Collection entries =
>>>

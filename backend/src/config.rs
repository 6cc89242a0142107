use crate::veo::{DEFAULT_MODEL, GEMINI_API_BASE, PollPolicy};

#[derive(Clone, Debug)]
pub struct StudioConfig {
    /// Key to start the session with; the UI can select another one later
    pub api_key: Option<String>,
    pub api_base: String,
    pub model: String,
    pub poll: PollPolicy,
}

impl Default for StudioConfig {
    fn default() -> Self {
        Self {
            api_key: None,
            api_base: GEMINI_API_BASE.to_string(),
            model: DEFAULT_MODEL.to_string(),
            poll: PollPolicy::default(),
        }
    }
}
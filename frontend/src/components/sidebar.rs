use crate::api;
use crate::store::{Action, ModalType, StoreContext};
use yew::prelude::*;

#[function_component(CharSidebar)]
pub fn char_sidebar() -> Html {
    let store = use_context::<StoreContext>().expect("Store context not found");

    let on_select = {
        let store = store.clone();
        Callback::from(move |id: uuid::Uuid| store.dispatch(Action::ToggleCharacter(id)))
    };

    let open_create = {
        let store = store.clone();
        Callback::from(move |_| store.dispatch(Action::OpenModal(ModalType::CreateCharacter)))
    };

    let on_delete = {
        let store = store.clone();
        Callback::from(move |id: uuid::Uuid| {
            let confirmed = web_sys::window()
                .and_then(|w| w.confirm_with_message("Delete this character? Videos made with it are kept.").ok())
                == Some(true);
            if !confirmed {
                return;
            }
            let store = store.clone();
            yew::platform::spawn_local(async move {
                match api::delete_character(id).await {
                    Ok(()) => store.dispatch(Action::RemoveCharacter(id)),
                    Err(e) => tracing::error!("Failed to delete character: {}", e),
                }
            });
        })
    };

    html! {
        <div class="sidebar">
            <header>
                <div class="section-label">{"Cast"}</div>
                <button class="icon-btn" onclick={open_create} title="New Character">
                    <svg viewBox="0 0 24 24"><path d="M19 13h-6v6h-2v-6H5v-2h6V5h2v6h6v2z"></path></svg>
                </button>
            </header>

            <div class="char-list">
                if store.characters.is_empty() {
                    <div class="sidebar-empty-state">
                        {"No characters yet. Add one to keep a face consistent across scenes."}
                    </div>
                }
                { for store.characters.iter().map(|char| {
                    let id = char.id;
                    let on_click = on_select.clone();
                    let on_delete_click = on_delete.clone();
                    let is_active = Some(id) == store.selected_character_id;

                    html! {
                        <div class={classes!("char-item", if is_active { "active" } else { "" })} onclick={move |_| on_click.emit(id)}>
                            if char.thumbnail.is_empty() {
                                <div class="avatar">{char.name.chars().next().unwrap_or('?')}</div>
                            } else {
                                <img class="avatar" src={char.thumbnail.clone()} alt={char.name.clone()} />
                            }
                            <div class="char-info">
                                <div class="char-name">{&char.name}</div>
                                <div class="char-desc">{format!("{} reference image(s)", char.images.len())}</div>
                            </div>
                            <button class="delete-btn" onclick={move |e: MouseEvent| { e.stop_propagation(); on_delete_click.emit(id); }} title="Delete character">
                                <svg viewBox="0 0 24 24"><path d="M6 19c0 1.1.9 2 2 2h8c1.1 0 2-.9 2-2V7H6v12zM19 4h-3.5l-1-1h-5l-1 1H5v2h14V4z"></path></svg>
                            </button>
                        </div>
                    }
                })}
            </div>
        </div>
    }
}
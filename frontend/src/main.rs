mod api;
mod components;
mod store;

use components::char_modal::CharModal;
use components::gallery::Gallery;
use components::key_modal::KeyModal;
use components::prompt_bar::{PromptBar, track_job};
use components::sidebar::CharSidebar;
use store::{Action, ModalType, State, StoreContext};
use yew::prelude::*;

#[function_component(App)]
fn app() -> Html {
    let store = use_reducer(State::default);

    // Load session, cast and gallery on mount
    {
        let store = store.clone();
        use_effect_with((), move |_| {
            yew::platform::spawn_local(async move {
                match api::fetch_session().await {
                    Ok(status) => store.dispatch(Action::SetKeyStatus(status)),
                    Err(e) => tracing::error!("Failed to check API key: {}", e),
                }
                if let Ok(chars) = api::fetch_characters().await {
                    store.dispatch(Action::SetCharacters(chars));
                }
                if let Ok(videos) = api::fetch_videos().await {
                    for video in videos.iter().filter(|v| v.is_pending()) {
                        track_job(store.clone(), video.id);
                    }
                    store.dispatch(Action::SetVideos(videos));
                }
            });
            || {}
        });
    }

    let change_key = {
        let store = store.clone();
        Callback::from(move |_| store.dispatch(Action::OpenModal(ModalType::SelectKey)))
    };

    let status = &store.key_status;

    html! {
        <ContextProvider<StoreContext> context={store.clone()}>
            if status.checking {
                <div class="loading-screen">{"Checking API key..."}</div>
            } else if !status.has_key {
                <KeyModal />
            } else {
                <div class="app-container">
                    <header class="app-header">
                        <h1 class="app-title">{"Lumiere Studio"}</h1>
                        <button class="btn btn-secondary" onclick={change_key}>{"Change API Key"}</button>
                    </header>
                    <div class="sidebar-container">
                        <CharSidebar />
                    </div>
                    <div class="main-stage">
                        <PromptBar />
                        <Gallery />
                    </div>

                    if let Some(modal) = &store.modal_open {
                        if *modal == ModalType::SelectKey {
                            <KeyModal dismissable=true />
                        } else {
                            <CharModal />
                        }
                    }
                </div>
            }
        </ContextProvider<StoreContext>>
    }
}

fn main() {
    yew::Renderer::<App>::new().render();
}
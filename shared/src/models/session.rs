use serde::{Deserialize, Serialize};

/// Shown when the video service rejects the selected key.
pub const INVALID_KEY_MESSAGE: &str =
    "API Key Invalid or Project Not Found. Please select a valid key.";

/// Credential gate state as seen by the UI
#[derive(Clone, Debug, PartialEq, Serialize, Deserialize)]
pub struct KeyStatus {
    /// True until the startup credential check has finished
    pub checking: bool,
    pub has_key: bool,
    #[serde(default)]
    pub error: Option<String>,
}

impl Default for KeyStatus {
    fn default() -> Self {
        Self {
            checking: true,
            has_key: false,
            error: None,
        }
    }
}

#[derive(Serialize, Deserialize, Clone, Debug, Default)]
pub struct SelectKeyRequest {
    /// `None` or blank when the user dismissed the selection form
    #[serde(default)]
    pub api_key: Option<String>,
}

<<<

What the exercise asks =
Give every record again, exactly as it appears.

Your solution =
filename backend/src/config.rs
repository 6cc89242a0142107
use crate::veo::{DEFAULT_MODEL, GEMINI_API_BASE, PollPolicy};

#[derive(Clone, Debug)]
pub struct StudioConfig {
    /// Key to start the session with; the UI can select another one later
    pub api_key: Option<String>,
    pub api_base: String,
    pub model: String,
    pub poll: PollPolicy,
}

impl Default for StudioConfig {
    fn default() -> Self {
        Self {
            api_key: None,
            api_base: GEMINI_API_BASE.to_string(),
            model: DEFAULT_MODEL.to_string(),
            poll: PollPolicy::default(),
        }
    }
}
filename frontend/src/components/sidebar.rs
use crate::api;
use crate::store::{Action, ModalType, StoreContext};
use yew::prelude::*;

#[function_component(CharSidebar)]
pub fn char_sidebar() -> Html {
    let store = use_context::<StoreContext>().expect("Store context not found");

    let on_select = {
        let store = store.clone();
        Callback::from(move |id: uuid::Uuid| store.dispatch(Action::ToggleCharacter(id)))
    };

    let open_create = {
        let store = store.clone();
        Callback::from(move |_| store.dispatch(Action::OpenModal(ModalType::CreateCharacter)))
    };

    let on_delete = {
        let store = store.clone();
        Callback::from(move |id: uuid::Uuid| {
            let confirmed = web_sys::window()
                .and_then(|w| w.confirm_with_message("Delete this character? Videos made with it are kept.").ok())
                == Some(true);
            if !confirmed {
                return;
            }
            let store = store.clone();
            yew::platform::spawn_local(async move {
                match api::delete_character(id).await {
                    Ok(()) => store.dispatch(Action::RemoveCharacter(id)),
                    Err(e) => tracing::error!("Failed to delete character: {}", e),
                }
            });
        })
    };

    html! {
        <div class="sidebar">
            <header>
                <div class="section-label">{"Cast"}</div>
                <button class="icon-btn" onclick={open_create} title="New Character">
                    <svg viewBox="0 0 24 24"><path d="M19 13h-6v6h-2v-6H5v-2h6V5h2v6h6v2z"></path></svg>
                </button>
            </header>

            <div class="char-list">
                if store.characters.is_empty() {
                    <div class="sidebar-empty-state">
                        {"No characters yet. Add one to keep a face consistent across scenes."}
                    </div>
                }
                { for store.characters.iter().map(|char| {
                    let id = char.id;
                    let on_click = on_select.clone();
                    let on_delete_click = on_delete.clone();
                    let is_active = Some(id) == store.selected_character_id;

                    html! {
                        <div class={classes!("char-item", if is_active { "active" } else { "" })} onclick={move |_| on_click.emit(id)}>
                            if char.thumbnail.is_empty() {
                                <div class="avatar">{char.name.chars().next().unwrap_or('?')}</div>
                            } else {
                                <img class="avatar" src={char.thumbnail.clone()} alt={char.name.clone()} />
                            }
                            <div class="char-info">
                                <div class="char-name">{&char.name}</div>
                                <div class="char-desc">{format!("{} reference image(s)", char.images.len())}</div>
                            </div>
                            <button class="delete-btn" onclick={move |e: MouseEvent| { e.stop_propagation(); on_delete_click.emit(id); }} title="Delete character">
                                <svg viewBox="0 0 24 24"><path d="M6 19c0 1.1.9 2 2 2h8c1.1 0 2-.9 2-2V7H6v12zM19 4h-3.5l-1-1h-5l-1 1H5v2h14V4z"></path></svg>
                            </button>
                        </div>
                    }
                })}
            </div>
        </div>
    }
}
filename frontend/src/main.rs
mod api;
mod components;
mod store;

use components::char_modal::CharModal;
use components::gallery::Gallery;
use components::key_modal::KeyModal;
use components::prompt_bar::{PromptBar, track_job};
use components::sidebar::CharSidebar;
use store::{Action, ModalType, State, StoreContext};
use yew::prelude::*;

#[function_component(App)]
fn app() -> Html {
    let store = use_reducer(State::default);

    // Load session, cast and gallery on mount
    {
        let store = store.clone();
        use_effect_with((), move |_| {
            yew::platform::spawn_local(async move {
                match api::fetch_session().await {
                    Ok(status) => store.dispatch(Action::SetKeyStatus(status)),
                    Err(e) => tracing::error!("Failed to check API key: {}", e),
                }
                if let Ok(chars) = api::fetch_characters().await {
                    store.dispatch(Action::SetCharacters(chars));
                }
                if let Ok(videos) = api::fetch_videos().await {
                    for video in videos.iter().filter(|v| v.is_pending()) {
                        track_job(store.clone(), video.id);
                    }
                    store.dispatch(Action::SetVideos(videos));
                }
            });
            || {}
        });
    }

    let change_key = {
        let store = store.clone();
        Callback::from(move |_| store.dispatch(Action::OpenModal(ModalType::SelectKey)))
    };

    let status = &store.key_status;

    html! {
        <ContextProvider<StoreContext> context={store.clone()}>
            if status.checking {
                <div class="loading-screen">{"Checking API key..."}</div>
            } else if !status.has_key {
                <KeyModal />
            } else {
                <div class="app-container">
                    <header class="app-header">
                        <h1 class="app-title">{"Lumiere Studio"}</h1>
                        <button class="btn btn-secondary" onclick={change_key}>{"Change API Key"}</button>
                    </header>
                    <div class="sidebar-container">
                        <CharSidebar />
                    </div>
                    <div class="main-stage">
                        <PromptBar />
                        <Gallery />
                    </div>

                    if let Some(modal) = &store.modal_open {
                        if *modal == ModalType::SelectKey {
                            <KeyModal dismissable=true />
                        } else {
                            <CharModal />
                        }
                    }
                </div>
            }
        </ContextProvider<StoreContext>>
    }
}

fn main() {
    yew::Renderer::<App>::new().render();
}
filename shared/src/models/session.rs
use serde::{Deserialize, Serialize};

/// Shown when the video service rejects the selected key.
pub const INVALID_KEY_MESSAGE: &str =
    "API Key Invalid or Project Not Found. Please select a valid key.";

/// Credential gate state as seen by the UI
#[derive(Clone, Debug, PartialEq, Serialize, Deserialize)]
pub struct KeyStatus {
    /// True until the startup credential check has finished
    pub checking: bool,
    pub has_key: bool,
    #[serde(default)]
    pub error: Option<String>,
}

impl Default for KeyStatus {
    fn default() -> Self {
        Self {
            checking: true,
            has_key: false,
            error: None,
        }
    }
}

#[derive(Serialize, Deserialize, Clone, Debug, Default)]
pub struct SelectKeyRequest {
    /// `None` or blank when the user dismissed the selection form
    #[serde(default)]
    pub api_key: Option<String>,
}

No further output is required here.